“We have two ears and one mouth so we can listen twice as much as we speak”
Attributed to two ancient philosophers: the founder of Stoicism, Zeno of Citium (BC c.335 to c.262) and Epictetus (AD55 – c.135), one of its advocates.
Whichever one of them it was, their words seem as relevant today as they were two thousand years ago. In the 21st Century most of us in the western world are on information overload, bombarded on all sides by an onslaught of online and offline media; attempting to distinguish real news from fake and weed through celebrity gossip to find the quality information. Listening in this environment becomes something of a challenge. We have to zone out a great deal of ‘noise’.
In her book ‘The Coaching Manual’, Executive coach, Julie Starr, argues that there are four levels of listening: cosmetic, conversational, active and deep.
I’m sure we can all recall an occasion when we’ve been guilty of what she calls ‘cosmetic’ listening, which is not listening at all. I personally wouldn’t want to be tested on the pros and cons of various makes, types and models of motorbikes, following a conversation with my elder brother!
At other times, when we are engaged in a discussion, we bring a degree of attention to our conversation partner. Often we are only partially listening, waiting for that person to finish their point, so that we can make ours. Ms Starr refers to this as ‘conversational’ listening.
It is only when we move into the realms of ‘active listening’ (and later ‘deep listening’) that we employ real intention and focus. The phrase ‘active listening’ was coined in the 1950s by clinical psychologist, Carl Rogers. He developed a person-centred approach to therapy, believing that human beings have an innate tendency “to find fulfilment of their own personal potentials”.
Collaborative coaching operates along similar lines, hence the importance of developing the skills of active, or even deep, listening in a coaching environment. According to Linguistics Professor Deborah Tannen, this is something that women do naturally in order to create empathy and achieve greater relationship depth. Clearly, whatever your gender, if you spend a fair portion of your daily working life coaching clients or staff, active listening is worth investing time in to practise and master.
In fact, I believe this skill is important for anyone to develop. It can only be beneficial, personally and professionally. When participants are listening intently to each other in a meeting, their input is higher quality, enabling collaboration and true team work. Colleagues who experience this level of listening from each other feel respected and inspired by what arises from this level of interaction. The creative thinking it encourages is a valuable commodity, particularly in today’s business climate; any advantage gained in such a competitive market becomes critical for us to flourish.
Active listening requires the suspension of judgement, concerns and opinions. We need to remain as impartial as possible. Even on the days when your travel time was doubled due to a train delay or (common to those of us who are UK-based) leaves on the line!
Those irritations and frustrations must be set aside and your attention focussed on your conversation partner.
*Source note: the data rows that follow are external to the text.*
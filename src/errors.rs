//! Error types for the access decision engine.

use thiserror::Error;

/// Result type alias for the access decision engine.
pub type Result<T, E = AccessError> = std::result::Result<T, E>;

/// Main error type for the access decision engine.
///
/// Denials are *not* errors: a denied request is a normal
/// [`AccessDecision`](crate::decision::AccessDecision) with `allowed == false`.
/// An `AccessError` means no decision was made at all, and callers are
/// expected to fail closed.
#[derive(Error, Debug)]
pub enum AccessError {
    /// Rule store or directory lookup failure; the decision pipeline was
    /// aborted without a verdict.
    #[error("Store error: {0}")]
    Store(#[from] StoreError),

    /// Stored rule data failed to parse.
    ///
    /// The engine normally downgrades these to a skipped rule; this variant
    /// only surfaces from APIs that parse rule data directly.
    #[error("Rule error: {0}")]
    Rule(#[from] RuleError),

    /// JSON parsing errors
    #[error("JSON error: {0}")]
    Json(#[from] serde_json::Error),

    /// Engine configuration errors
    #[error("Configuration error: {message}")]
    Configuration { message: String },

    /// Invalid input supplied by the caller
    #[error("Invalid input: {0}")]
    InvalidInput(String),
}

/// Errors from stored access-control rule data.
#[derive(Error, Debug)]
pub enum RuleError {
    #[error("Invalid attribute condition '{key}': {message}")]
    InvalidCondition { key: String, message: String },

    #[error("Invalid column list: {message}")]
    InvalidColumnList { message: String },

    #[error("Unknown clearance level '{value}'")]
    UnknownClearance { value: String },
}

/// Collaborator (rule store / directory) errors.
#[derive(Error, Debug)]
pub enum StoreError {
    #[error("Connection failed: {message}")]
    ConnectionFailed { message: String },

    #[error("Query failed: {message}")]
    QueryFailed { message: String },

    #[error("Lookup timed out: {message}")]
    Timeout { message: String },
}

impl AccessError {
    /// Create a configuration error.
    pub fn configuration(message: impl Into<String>) -> Self {
        Self::Configuration {
            message: message.into(),
        }
    }
}

impl RuleError {
    /// Create an invalid-condition error.
    pub fn invalid_condition(key: impl Into<String>, message: impl Into<String>) -> Self {
        Self::InvalidCondition {
            key: key.into(),
            message: message.into(),
        }
    }

    /// Create an invalid-column-list error.
    pub fn invalid_column_list(message: impl Into<String>) -> Self {
        Self::InvalidColumnList {
            message: message.into(),
        }
    }
}

impl StoreError {
    /// Create a query-failed error.
    pub fn query_failed(message: impl Into<String>) -> Self {
        Self::QueryFailed {
            message: message.into(),
        }
    }
}
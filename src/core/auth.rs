use crate::error::{AppError, CliError};
use crate::utils::validation;
use rpassword::read_password;
use std::io::{self, Write};

fn prompt_line(label: &str) -> Result<String, AppError> {
    print!("{}: ", label);
    io::stdout().flush().map_err(|e| {
        AppError::Cli(CliError::InvalidArguments(format!(
            "Failed to flush stdout: {}",
            e
        )))
    })?;

    let mut input = String::new();
    io::stdin().read_line(&mut input).map_err(|e| {
        AppError::Cli(CliError::InvalidArguments(format!(
            "Failed to read {}: {}",
            label, e
        )))
    })?;
    Ok(input.trim().to_string())
}

fn prompt_password() -> Result<String, AppError> {
    print!("Password: ");
    io::stdout().flush().map_err(|e| {
        AppError::Cli(CliError::InvalidArguments(format!(
            "Failed to flush stdout: {}",
            e
        )))
    })?;

    let password = read_password().map_err(|e| {
        AppError::Cli(CliError::InvalidArguments(format!(
            "Failed to read password: {}",
            e
        )))
    })?;
    Ok(password.trim().to_string())
}

/// Login credentials collected interactively.
pub struct LoginInput {
    pub email: String,
    pub password: String,
}

impl LoginInput {
    pub fn collect() -> Result<Self, AppError> {
        let email = prompt_line("Email")?;
        let password = prompt_password()?;
        Ok(Self { email, password })
    }

    pub fn validate(&self) -> Result<(), AppError> {
        validation::validate_email(&self.email)?;
        if self.password.is_empty() {
            return Err(AppError::Cli(CliError::InvalidArguments(
                "Password cannot be empty".to_string(),
            )));
        }
        Ok(())
    }
}

/// Signup details collected interactively. Stricter than login: the
/// password policy applies to new accounts only.
pub struct SignupInput {
    pub full_name: String,
    pub email: String,
    pub password: String,
    pub phone: String,
}

impl SignupInput {
    pub fn collect() -> Result<Self, AppError> {
        let full_name = prompt_line("Full name")?;
        let email = prompt_line("Email")?;
        let phone = prompt_line("Phone")?;
        let password = prompt_password()?;
        Ok(Self {
            full_name,
            email,
            password,
            phone,
        })
    }

    pub fn validate(&self) -> Result<(), AppError> {
        validation::validate_name(&self.full_name, "Full name")?;
        validation::validate_email(&self.email)?;
        validation::validate_password(&self.password)?;
        validation::validate_phone(&self.phone)?;
        Ok(())
    }
}
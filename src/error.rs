use thiserror::Error;

#[derive(Error, Debug)]
pub enum AppError {
    #[error("CliError: {0}")]
    Cli(#[from] CliError),
    #[error("ApiError: {0}")]
    Api(#[from] ApiError),
    #[error("ConfigError: {0}")]
    Config(#[from] ConfigError),
    #[error("StorageError: {0}")]
    Storage(#[from] StorageError),
    #[error("DisplayError: {0}")]
    Display(#[from] DisplayError),
}

#[derive(Error, Debug)]
pub enum CliError {
    #[error("Authentication required")]
    AuthRequired { message: String, hint: String },
    #[error("Invalid arguments: {0}")]
    InvalidArguments(String),
    #[error("Command not implemented: {command}")]
    NotImplemented { command: String },
}

/// Classified API failure. Every transport or HTTP error is normalized
/// into one of these before it crosses a component boundary.
#[derive(Error, Debug, Clone, PartialEq)]
#[error("{kind}: {message}")]
pub struct ApiError {
    pub kind: ErrorKind,
    /// Raw message as received from the transport or server.
    pub message: String,
    /// Message suitable for direct display to the user.
    pub user_message: String,
    pub retryable: bool,
}

#[derive(Debug, Clone, Copy, PartialEq, Eq)]
pub enum ErrorKind {
    Network,
    Timeout,
    Auth,
    Server,
    Validation,
    Unknown,
}

impl ErrorKind {
    pub fn title(&self) -> &'static str {
        match self {
            ErrorKind::Network => "Network Error",
            ErrorKind::Timeout => "Timeout Error",
            ErrorKind::Server => "Server Error",
            ErrorKind::Auth => "Authentication Error",
            ErrorKind::Validation => "Validation Error",
            ErrorKind::Unknown => "Error",
        }
    }

    fn default_user_message(&self) -> &'static str {
        match self {
            ErrorKind::Network => "Please check your internet connection and try again.",
            ErrorKind::Timeout => "The server is taking too long to respond. Please try again.",
            ErrorKind::Auth => "Your session has expired. Please login again.",
            ErrorKind::Server => {
                "Our servers are temporarily unavailable. Please try again in a few minutes."
            }
            ErrorKind::Validation => "Please check your input and try again.",
            ErrorKind::Unknown => "Something went wrong. Please try again.",
        }
    }

    fn default_retryable(&self) -> bool {
        !matches!(self, ErrorKind::Auth | ErrorKind::Validation)
    }
}

impl std::fmt::Display for ErrorKind {
    fn fmt(&self, f: &mut std::fmt::Formatter<'_>) -> std::fmt::Result {
        f.write_str(self.title())
    }
}

impl ApiError {
    pub fn new(kind: ErrorKind, message: impl Into<String>) -> Self {
        let message = message.into();
        // Validation messages are assumed already user-appropriate and
        // pass through verbatim.
        let user_message = match kind {
            ErrorKind::Validation => message.clone(),
            _ => kind.default_user_message().to_string(),
        };
        Self {
            kind,
            message,
            user_message,
            retryable: kind.default_retryable(),
        }
    }

    /// Classify from an opaque message string. Substring matching,
    /// first rule wins, so a message containing both "network" and
    /// "Invalid" classifies as Network.
    pub fn from_message(message: impl Into<String>) -> Self {
        let message = message.into();
        let kind = if message.contains("Network request failed")
            || message.contains("No internet")
            || message.contains("network")
        {
            ErrorKind::Network
        } else if message.contains("timeout")
            || message.contains("Timeout")
            || message.contains("timed out")
        {
            ErrorKind::Timeout
        } else if message.contains("Unauthorized")
            || message.contains("401")
            || message.contains("Invalid credentials")
        {
            ErrorKind::Auth
        } else if message.contains("500")
            || message.contains("502")
            || message.contains("503")
            || message.contains("Server error")
        {
            ErrorKind::Server
        } else if message.contains("Validation")
            || message.contains("Invalid")
            || message.contains("required")
        {
            ErrorKind::Validation
        } else {
            ErrorKind::Unknown
        };
        Self::new(kind, message)
    }

    /// Classify from an HTTP status code. The status is authoritative
    /// where it is unambiguous; anything else falls back to message
    /// matching.
    pub fn from_status(status: u16, message: impl Into<String>) -> Self {
        match status {
            401 | 403 => Self::new(ErrorKind::Auth, message),
            408 | 504 => Self::new(ErrorKind::Timeout, message),
            500..=599 => Self::new(ErrorKind::Server, message),
            _ => Self::from_message(message),
        }
    }

    pub fn timeout(message: impl Into<String>) -> Self {
        Self::new(ErrorKind::Timeout, message)
    }

    pub fn network(message: impl Into<String>) -> Self {
        Self::new(ErrorKind::Network, message)
    }
}

#[derive(Error, Debug)]
pub enum StorageError {
    #[error("Keyring error: {0}")]
    KeyringError(String),
    #[error("File I/O error at {path}: {source}")]
    FileIo {
        path: String,
        source: std::io::Error,
    },
    #[error("Configuration save failed")]
    ConfigSaveFailed,
    #[error("Configuration parse error: {message}")]
    ConfigParseError { message: String },
}

#[derive(Error, Debug)]
pub enum ConfigError {
    #[error("Configuration file not found: {path}")]
    FileNotFound { path: String, hint: String },
    #[error("Invalid configuration value for '{field}': {value}")]
    InvalidValue {
        field: String,
        value: String,
        reason: String,
    },
}

#[derive(Error, Debug)]
pub enum DisplayError {
    #[error("Table formatting failed: {0}")]
    TableFormat(String),
    #[error("Terminal output error: {0}")]
    TerminalOutput(String),
}

impl AppError {
    pub fn display_friendly(&self) -> String {
        match self {
            AppError::Api(api_error) => api_error.user_message.clone(),
            _ => format!("{}", self),
        }
    }

    pub fn troubleshooting_hint(&self) -> Option<String> {
        match self {
            AppError::Api(api_error) => match api_error.kind {
                ErrorKind::Auth => Some("'resv-cli auth login' to start a new session".to_string()),
                ErrorKind::Network | ErrorKind::Timeout => {
                    Some("Check your internet connection and try again".to_string())
                }
                _ if api_error.retryable => Some("Try the command again".to_string()),
                _ => None,
            },
            AppError::Cli(CliError::AuthRequired { hint, .. }) => Some(hint.clone()),
            AppError::Config(ConfigError::FileNotFound { hint, .. }) => Some(hint.clone()),
            _ => None,
        }
    }
}
use crate::api::models::{ApiEnvelope, AuthResponse, PropertyFilters};
use crate::error::ApiError;
use async_trait::async_trait;
use serde_json::Value;

/// The operation surface shared by the live and mock backends. The
/// facade binds one implementation at construction time, so nothing
/// above this trait branches on the active mode.
#[async_trait]
pub trait DataSource: Send + Sync {
    // Auth
    async fn login(&self, email: &str, password: &str) -> Result<AuthResponse, ApiError>;
    async fn signup(
        &self,
        full_name: &str,
        email: &str,
        password: &str,
        phone: &str,
    ) -> Result<AuthResponse, ApiError>;

    // Restaurant
    async fn get_bookings(&self) -> Result<ApiEnvelope, ApiError>;
    async fn get_booking_by_id(&self, id: u64) -> Result<ApiEnvelope, ApiError>;
    async fn create_booking(&self, data: Value) -> Result<ApiEnvelope, ApiError>;
    async fn get_available_tables(&self, date: &str, time: &str)
    -> Result<ApiEnvelope, ApiError>;

    // Hotel
    async fn get_rooms(&self) -> Result<ApiEnvelope, ApiError>;
    async fn get_room_by_id(&self, id: u64) -> Result<ApiEnvelope, ApiError>;
    async fn get_available_rooms(
        &self,
        check_in: &str,
        check_out: &str,
    ) -> Result<ApiEnvelope, ApiError>;
    async fn create_hotel_booking(&self, data: Value) -> Result<ApiEnvelope, ApiError>;
    async fn get_hotel_bookings(&self) -> Result<ApiEnvelope, ApiError>;

    // Property
    async fn get_featured_properties(&self) -> Result<ApiEnvelope, ApiError>;
    async fn get_properties(&self, filters: &PropertyFilters) -> Result<ApiEnvelope, ApiError>;
    async fn get_property_by_id(&self, id: u64) -> Result<ApiEnvelope, ApiError>;
    async fn create_property_listing(&self, data: Value) -> Result<ApiEnvelope, ApiError>;
}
Managing yourself and your emotions, staying fully present throughout, is extremely important. Bring your awareness to peripheral signs; what is behind what is being said, i.e. eye contact, posture and other elements of non-verbal communication. When you can provide this level of observation, you begin to hear the meaning behind the words.
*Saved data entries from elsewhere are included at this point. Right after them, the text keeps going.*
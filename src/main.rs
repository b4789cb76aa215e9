use clap::Parser;
use resv_cli::cli::dispatcher::Dispatcher;
use resv_cli::cli::main_types::Cli;
use resv_cli::core::facade::{ApiMode, BookingApi};
use resv_cli::api::client::ApiClient;
use resv_cli::storage::config::{Config, Profile};
use resv_cli::storage::session::SessionStore;
use std::path::PathBuf;
use std::time::Duration;

const DEFAULT_API_URL: &str = "https://api.patilassociates.in/api";

#[tokio::main]
async fn main() -> Result<(), Box<dyn std::error::Error>> {
    env_logger::init();
    let cli = Cli::parse();

    // Load Config
    let config_path = cli
        .config_dir
        .as_ref()
        .map(|dir| PathBuf::from(dir).join("config.toml"));

    let mut config = match Config::load(config_path.clone()) {
        Ok(config) => config,
        Err(err) => {
            eprintln!("Error loading config: {}", err);
            std::process::exit(1);
        }
    };

    // Determine the profile to use
    let profile_name = cli
        .profile
        .or(config.default_profile.clone())
        .unwrap_or_else(|| "default".to_string());

    // Create a default profile if it doesn't exist
    if config.get_profile(&profile_name).is_none() {
        if cli.verbose {
            println!("Creating default profile: {}", profile_name);
        }

        let default_profile = Profile {
            api_url: DEFAULT_API_URL.to_string(),
            timeout_seconds: None,
            mode: None,
        };
        config.set_profile(profile_name.clone(), default_profile);

        // Set as default if no default is set
        if config.default_profile.is_none() {
            config.default_profile = Some(profile_name.clone());
        }

        // Save the updated config
        if let Err(err) = config.save(config_path.clone()) {
            if cli.verbose {
                println!("Warning: Failed to save config: {}", err);
            }
        }
    }

    let profile = match config.get_profile(&profile_name) {
        Some(profile) => profile.clone(),
        None => Profile {
            api_url: DEFAULT_API_URL.to_string(),
            timeout_seconds: None,
            mode: None,
        },
    };

    // Mode resolution: flag (and API_MODE env, via clap) wins over the
    // profile; live is the default.
    let mode_source = cli.mode.clone().or_else(|| profile.mode.clone());
    let mode = match mode_source.as_deref() {
        Some(raw) => match raw.parse::<ApiMode>() {
            Ok(mode) => mode,
            Err(err) => {
                eprintln!("Error: {}", err);
                std::process::exit(1);
            }
        },
        None => ApiMode::Live,
    };

    if cli.verbose {
        println!("Verbose mode is enabled");
        println!("Using profile: {}", profile_name);
        println!("Using mode: {}", mode);

        if let Some(config_dir) = &cli.config_dir {
            println!("Using config directory: {}", config_dir);
        }
    }

    let client = match profile.timeout_seconds {
        Some(seconds) => {
            ApiClient::with_timeout(profile.api_url.clone(), Duration::from_secs(seconds))
        }
        None => ApiClient::new(profile.api_url.clone()),
    };
    let client = match client {
        Ok(client) => client,
        Err(err) => {
            eprintln!("Error: {}", err);
            std::process::exit(1);
        }
    };

    let store = SessionStore::new(profile_name.clone());
    let api = BookingApi::new(mode, client, store);

    // Create dispatcher and execute the command
    let mut dispatcher = Dispatcher::new(api, config, config_path, profile_name, cli.verbose);
    if let Err(e) = dispatcher.dispatch(cli.command).await {
        eprintln!("Error: {}", e.display_friendly());
        if let Some(hint) = e.troubleshooting_hint() {
            eprintln!("Hint: {}", hint);
        }
        std::process::exit(1);
    }

    Ok(())
}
Which brings us to the relationship between quality questioning and quality listening. If you are someone who interviews people or needs to regularly gather requirements, you know how critical it is to ask the right questions and listen intently to the answers. I worked for many years in a software development environment and learnt the hard way with one client. He was furious that their brief had been ignored by our Creative Director, who decided that his ideas were better, overriding the Account Director and client requirements. An expensive error!
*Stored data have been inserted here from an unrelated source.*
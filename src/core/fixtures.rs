//! Static demo catalog backing the mock data source and the fixture
//! fallbacks of the facade.

use serde_json::{Value, json};

/// Demo accounts accepted by the mock auth endpoints.
pub struct DemoUser {
    pub id: u64,
    pub full_name: &'static str,
    pub email: &'static str,
    pub phone: &'static str,
}

pub const DEMO_PASSWORD: &str = "password123";

pub fn demo_users() -> Vec<DemoUser> {
    vec![
        DemoUser {
            id: 1,
            full_name: "John Doe",
            email: "john@example.com",
            phone: "+1234567890",
        },
        DemoUser {
            id: 2,
            full_name: "Jane Smith",
            email: "jane@example.com",
            phone: "+1987654321",
        },
    ]
}

pub fn demo_restaurants() -> Value {
    json!([
        {
            "id": 1,
            "name": "The Grand Palace",
            "cuisine": "Indian, Chinese, Continental",
            "rating": 4.5,
            "reviews": 1247,
            "priceRange": "$$$",
            "address": "123 MG Road, Bangalore",
            "openingHours": "11:00 AM - 11:00 PM",
            "menu": [
                { "id": 1, "name": "Butter Chicken", "price": 350, "category": "Main Course" },
                { "id": 2, "name": "Paneer Tikka", "price": 280, "category": "Appetizer" },
                { "id": 3, "name": "Biryani", "price": 320, "category": "Main Course" }
            ]
        },
        {
            "id": 2,
            "name": "Ocean Breeze Seafood",
            "cuisine": "Seafood, Mediterranean",
            "rating": 4.7,
            "reviews": 892,
            "priceRange": "$$$$",
            "address": "456 Beach Road, Goa",
            "openingHours": "12:00 PM - 10:00 PM",
            "menu": [
                { "id": 1, "name": "Grilled Lobster", "price": 1200, "category": "Seafood" },
                { "id": 2, "name": "Fish & Chips", "price": 450, "category": "Appetizer" }
            ]
        },
        {
            "id": 3,
            "name": "Urban Bistro",
            "cuisine": "Italian, Fusion",
            "rating": 4.3,
            "reviews": 654,
            "priceRange": "$$",
            "address": "789 IT Park, Hyderabad",
            "openingHours": "10:00 AM - 11:00 PM",
            "menu": [
                { "id": 1, "name": "Margherita Pizza", "price": 380, "category": "Pizza" },
                { "id": 2, "name": "Pasta Carbonara", "price": 420, "category": "Pasta" }
            ]
        }
    ])
}

pub fn demo_hotels() -> Value {
    json!([
        {
            "id": 1,
            "name": "Luxury Grand Hotel",
            "type": "5 Star",
            "rating": 4.8,
            "reviews": 2156,
            "pricePerNight": 8500,
            "address": "78 MG Road, Mumbai",
            "amenities": ["Swimming Pool", "Spa", "Gym", "Restaurant", "Free Wifi"],
            "rooms": [
                { "id": 1, "type": "Deluxe Room", "price": 8500, "maxGuests": 2, "available": 5 },
                { "id": 2, "type": "Executive Suite", "price": 15000, "maxGuests": 4, "available": 3 },
                { "id": 3, "type": "Presidential Suite", "price": 35000, "maxGuests": 6, "available": 1 }
            ]
        },
        {
            "id": 2,
            "name": "Himalayan Retreat Resort",
            "type": "Resort",
            "rating": 4.6,
            "reviews": 987,
            "pricePerNight": 12000,
            "address": "Kullu Manali Highway, Himachal Pradesh",
            "amenities": ["Mountain View", "Skiing", "Spa", "Restaurant", "Free Wifi"],
            "rooms": [
                { "id": 1, "type": "Mountain View Room", "price": 12000, "maxGuests": 2, "available": 8 },
                { "id": 2, "type": "Luxury Cabin", "price": 18000, "maxGuests": 4, "available": 4 }
            ]
        },
        {
            "id": 3,
            "name": "Beachside Paradise",
            "type": "Boutique Hotel",
            "rating": 4.4,
            "reviews": 756,
            "pricePerNight": 6500,
            "address": "Calangute Beach, Goa",
            "amenities": ["Beach Access", "Pool", "Restaurant", "Free Wifi", "Water Sports"],
            "rooms": [
                { "id": 1, "type": "Standard Room", "price": 6500, "maxGuests": 2, "available": 12 },
                { "id": 2, "type": "Deluxe Beach View", "price": 9500, "maxGuests": 3, "available": 6 }
            ]
        }
    ])
}

pub fn demo_properties() -> Value {
    json!([
        {
            "id": 1,
            "title": "Luxury Villa in South Bangalore",
            "type": "Villa",
            "price": 25000000u64,
            "area": "4500 sq.ft",
            "bedrooms": 5,
            "bathrooms": 4,
            "location": "Electronic City, Bangalore",
            "features": ["Swimming Pool", "Garden", "Parking", "Security"],
            "status": "For Sale"
        },
        {
            "id": 2,
            "title": "2BHK Apartment in Central Mumbai",
            "type": "Apartment",
            "price": 15000000u64,
            "area": "1200 sq.ft",
            "bedrooms": 2,
            "bathrooms": 2,
            "location": "Andheri West, Mumbai",
            "features": ["Gym", "Swimming Pool", "Security", "Parking"],
            "status": "For Sale"
        },
        {
            "id": 3,
            "title": "Commercial Space in IT Hub",
            "type": "Commercial",
            "price": 8000000u64,
            "area": "2500 sq.ft",
            "bedrooms": 0,
            "bathrooms": 3,
            "location": "HITEC City, Hyderabad",
            "features": ["Parking", "Security", "Conference Room"],
            "status": "For Rent"
        }
    ])
}

/// Booking history shared by the restaurant, hotel and property mock
/// endpoints; records carry a `serviceType` discriminator.
pub fn demo_bookings() -> Value {
    json!([
        {
            "id": 1,
            "userId": 1,
            "serviceType": "restaurant",
            "serviceId": 1,
            "serviceName": "The Grand Palace",
            "date": "2024-02-15",
            "time": "19:30",
            "guests": 4,
            "status": "confirmed",
            "totalAmount": 1800,
            "bookingDetails": { "tableType": "AC Seating", "specialRequests": "Birthday celebration" }
        },
        {
            "id": 2,
            "userId": 1,
            "serviceType": "hotel",
            "serviceId": 2,
            "serviceName": "Himalayan Retreat Resort",
            "checkIn": "2024-03-10",
            "checkOut": "2024-03-15",
            "guests": 2,
            "rooms": 1,
            "status": "confirmed",
            "totalAmount": 60000,
            "bookingDetails": { "roomType": "Mountain View Room", "mealPlan": "Breakfast Included" }
        },
        {
            "id": 3,
            "userId": 2,
            "serviceType": "property",
            "serviceId": 1,
            "serviceName": "Luxury Villa in South Bangalore",
            "visitDate": "2024-02-20",
            "visitTime": "15:00",
            "status": "scheduled",
            "totalAmount": 5000,
            "bookingDetails": { "purpose": "Property Viewing", "agent": "Mr. Rajesh Kumar" }
        }
    ])
}

/// Canned list returned when a booking fetch fails against the live
/// backend. Kept to two entries so outage screens stay plausible.
pub fn fallback_bookings() -> Value {
    json!([
        {
            "id": 1,
            "serviceType": "restaurant",
            "serviceName": "The Grand Palace",
            "date": "2024-02-15",
            "time": "19:30",
            "guests": 4,
            "status": "confirmed",
            "totalAmount": 2500
        },
        {
            "id": 2,
            "serviceType": "hotel",
            "serviceName": "Luxury Grand Hotel",
            "checkIn": "2024-02-20",
            "checkOut": "2024-02-25",
            "guests": 2,
            "status": "confirmed",
            "totalAmount": 12000
        }
    ])
}

/// First element of an array fixture, for detail-view fallbacks.
pub fn first_of(fixture: Value) -> Value {
    match fixture {
        Value::Array(mut items) if !items.is_empty() => items.remove(0),
        _ => Value::Null,
    }
}

#[cfg(test)]
mod tests {
    use super::*;

    #[test]
    fn test_catalog_is_nonempty() {
        assert!(!demo_restaurants().as_array().unwrap().is_empty());
        assert!(!demo_hotels().as_array().unwrap().is_empty());
        assert!(!demo_properties().as_array().unwrap().is_empty());
        assert!(!demo_bookings().as_array().unwrap().is_empty());
    }

    #[test]
    fn test_fallback_bookings_has_two_items() {
        assert_eq!(fallback_bookings().as_array().unwrap().len(), 2);
    }

    #[test]
    fn test_first_of_picks_head() {
        let first = first_of(demo_properties());
        assert_eq!(first["id"], 1);
        assert_eq!(first_of(json!([])), Value::Null);
    }
}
Open questions work well when trying to elicit more detail, someone’s opinion or to build rapport e.g. “so what are you up to at the weekend?” Closed questions are good for concluding discussions or getting a decision made about something: “Do we all agree that these are the next steps, now that we’ve gathered the information we needed?”
If you don’t already use it, the Funnel Method of questioning can be useful in certain situations. It uses a combination of open and closed questions. Try the first exercise below to practise this skill. It can be used effectively to jog someone’s memory and to gradually gather detailed information.
Working with a partner, outline the context. Ask them about a time when, for example, they lost something valuable. Start with closed questions, e.g. ‘Were you on your own at the time?’ and ‘Did this happen recently?’ Graduate to more open questions, facilitating them to recall and paint a picture, e.g. “can you describe your surroundings?” You might ask them to picture what they were wearing that day, who else was there, etc. In this way, you help them visualise the scene and jog their memory.
This second exercise is useful for practising and developing active – even deep – listening skills:-
Working with a friend or colleague, outline the context. Ask them to tell you about a challenge they are currently facing. When listening, pay attention not just to the words they use but also their use of eye contact, posture and any other cues from their body language that might provide more information than their words alone.
Record your questions, along with your thoughts arising from what you observe. Share these with them then explore how accurate your interpretations were. If appropriate, swap roles and share your feedback with your conversation partner.
The type of questioning you employ in various scenarios will depend on your objective, as with the type of listening you provide. It’s impossible to always listen intently, but when relevant the results can be extraordinary.